Reproduce exactly the final portion of the data: every line from the one containing "let first_size = (doc.width(), doc.height());" through the last line, inclusive.

[Stored data]

........

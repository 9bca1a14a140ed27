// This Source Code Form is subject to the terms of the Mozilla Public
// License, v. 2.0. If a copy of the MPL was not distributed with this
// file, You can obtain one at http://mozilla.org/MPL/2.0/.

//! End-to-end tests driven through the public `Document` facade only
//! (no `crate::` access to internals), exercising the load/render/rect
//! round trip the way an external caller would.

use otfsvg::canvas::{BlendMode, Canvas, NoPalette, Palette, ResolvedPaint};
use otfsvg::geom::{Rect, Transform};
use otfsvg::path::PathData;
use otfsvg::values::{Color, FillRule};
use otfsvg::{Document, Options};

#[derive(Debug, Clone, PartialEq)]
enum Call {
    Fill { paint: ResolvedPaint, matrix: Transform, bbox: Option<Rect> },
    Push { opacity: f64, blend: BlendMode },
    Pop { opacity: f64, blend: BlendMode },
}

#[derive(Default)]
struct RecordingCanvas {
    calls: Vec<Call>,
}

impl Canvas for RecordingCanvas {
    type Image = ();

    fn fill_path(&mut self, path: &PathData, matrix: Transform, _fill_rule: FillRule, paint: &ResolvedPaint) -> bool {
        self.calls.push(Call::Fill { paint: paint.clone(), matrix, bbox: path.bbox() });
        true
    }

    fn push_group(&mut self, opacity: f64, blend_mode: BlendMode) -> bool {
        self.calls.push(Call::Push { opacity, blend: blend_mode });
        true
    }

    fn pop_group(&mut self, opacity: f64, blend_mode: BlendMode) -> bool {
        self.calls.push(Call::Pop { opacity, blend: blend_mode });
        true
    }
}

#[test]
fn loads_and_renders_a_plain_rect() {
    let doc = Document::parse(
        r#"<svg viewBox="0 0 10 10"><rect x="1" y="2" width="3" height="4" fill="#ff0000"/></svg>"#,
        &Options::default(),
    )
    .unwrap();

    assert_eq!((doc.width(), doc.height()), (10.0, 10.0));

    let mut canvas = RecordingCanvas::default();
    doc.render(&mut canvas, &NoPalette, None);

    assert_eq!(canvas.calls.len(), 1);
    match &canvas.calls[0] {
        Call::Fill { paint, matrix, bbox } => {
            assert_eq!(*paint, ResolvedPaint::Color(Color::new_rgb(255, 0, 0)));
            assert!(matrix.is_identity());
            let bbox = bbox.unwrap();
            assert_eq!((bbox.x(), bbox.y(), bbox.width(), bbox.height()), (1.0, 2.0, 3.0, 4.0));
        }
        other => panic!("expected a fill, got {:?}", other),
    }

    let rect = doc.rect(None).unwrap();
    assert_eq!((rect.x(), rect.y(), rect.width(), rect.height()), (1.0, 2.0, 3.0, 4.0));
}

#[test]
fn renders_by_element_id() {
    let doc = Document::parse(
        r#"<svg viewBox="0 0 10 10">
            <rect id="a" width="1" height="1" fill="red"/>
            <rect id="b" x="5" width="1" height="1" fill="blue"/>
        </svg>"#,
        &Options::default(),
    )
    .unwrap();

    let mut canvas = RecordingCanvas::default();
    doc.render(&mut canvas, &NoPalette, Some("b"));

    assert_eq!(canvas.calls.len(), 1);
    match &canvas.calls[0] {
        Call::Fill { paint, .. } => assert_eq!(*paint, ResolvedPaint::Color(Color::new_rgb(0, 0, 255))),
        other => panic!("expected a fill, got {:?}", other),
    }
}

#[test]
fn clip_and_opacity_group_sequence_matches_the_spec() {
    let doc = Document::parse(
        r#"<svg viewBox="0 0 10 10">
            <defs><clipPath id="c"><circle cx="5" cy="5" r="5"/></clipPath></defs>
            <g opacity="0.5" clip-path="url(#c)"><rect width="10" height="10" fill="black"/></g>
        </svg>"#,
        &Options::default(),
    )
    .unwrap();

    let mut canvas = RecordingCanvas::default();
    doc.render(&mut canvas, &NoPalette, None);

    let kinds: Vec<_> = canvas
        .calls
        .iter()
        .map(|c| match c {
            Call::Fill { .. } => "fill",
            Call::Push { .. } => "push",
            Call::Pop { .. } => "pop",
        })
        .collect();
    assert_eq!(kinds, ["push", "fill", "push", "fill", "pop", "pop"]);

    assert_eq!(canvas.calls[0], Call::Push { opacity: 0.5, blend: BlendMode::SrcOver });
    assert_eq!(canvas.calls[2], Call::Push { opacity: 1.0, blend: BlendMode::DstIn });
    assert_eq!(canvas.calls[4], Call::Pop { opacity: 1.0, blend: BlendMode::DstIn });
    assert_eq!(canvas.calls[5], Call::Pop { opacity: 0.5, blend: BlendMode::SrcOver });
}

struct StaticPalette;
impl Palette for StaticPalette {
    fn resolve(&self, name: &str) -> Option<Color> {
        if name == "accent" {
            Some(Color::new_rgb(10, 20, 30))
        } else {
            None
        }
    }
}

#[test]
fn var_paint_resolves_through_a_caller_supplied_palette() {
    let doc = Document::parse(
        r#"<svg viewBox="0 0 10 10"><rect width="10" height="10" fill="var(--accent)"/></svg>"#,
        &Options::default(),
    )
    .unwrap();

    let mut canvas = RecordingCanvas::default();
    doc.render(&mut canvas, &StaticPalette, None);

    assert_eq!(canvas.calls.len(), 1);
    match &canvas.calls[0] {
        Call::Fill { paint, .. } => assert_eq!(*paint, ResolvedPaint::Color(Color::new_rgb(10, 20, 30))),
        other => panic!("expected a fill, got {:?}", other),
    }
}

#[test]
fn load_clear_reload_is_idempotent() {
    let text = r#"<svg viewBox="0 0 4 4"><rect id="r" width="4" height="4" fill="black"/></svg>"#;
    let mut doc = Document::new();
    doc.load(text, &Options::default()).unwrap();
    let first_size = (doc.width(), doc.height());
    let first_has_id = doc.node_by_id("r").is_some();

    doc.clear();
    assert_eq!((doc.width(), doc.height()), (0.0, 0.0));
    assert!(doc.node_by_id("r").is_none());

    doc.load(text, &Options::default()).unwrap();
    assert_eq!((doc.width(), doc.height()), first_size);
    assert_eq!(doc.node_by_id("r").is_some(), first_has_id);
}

........

_Reply to the task_.
    let first_size = (doc.width(), doc.height());
    let first_has_id = doc.node_by_id("r").is_some();

    doc.clear();
    assert_eq!((doc.width(), doc.height()), (0.0, 0.0));
    assert!(doc.node_by_id("r").is_none());

    doc.load(text, &Options::default()).unwrap();
    assert_eq!((doc.width(), doc.height()), first_size);
    assert_eq!(doc.node_by_id("r").is_some(), first_has_id);
}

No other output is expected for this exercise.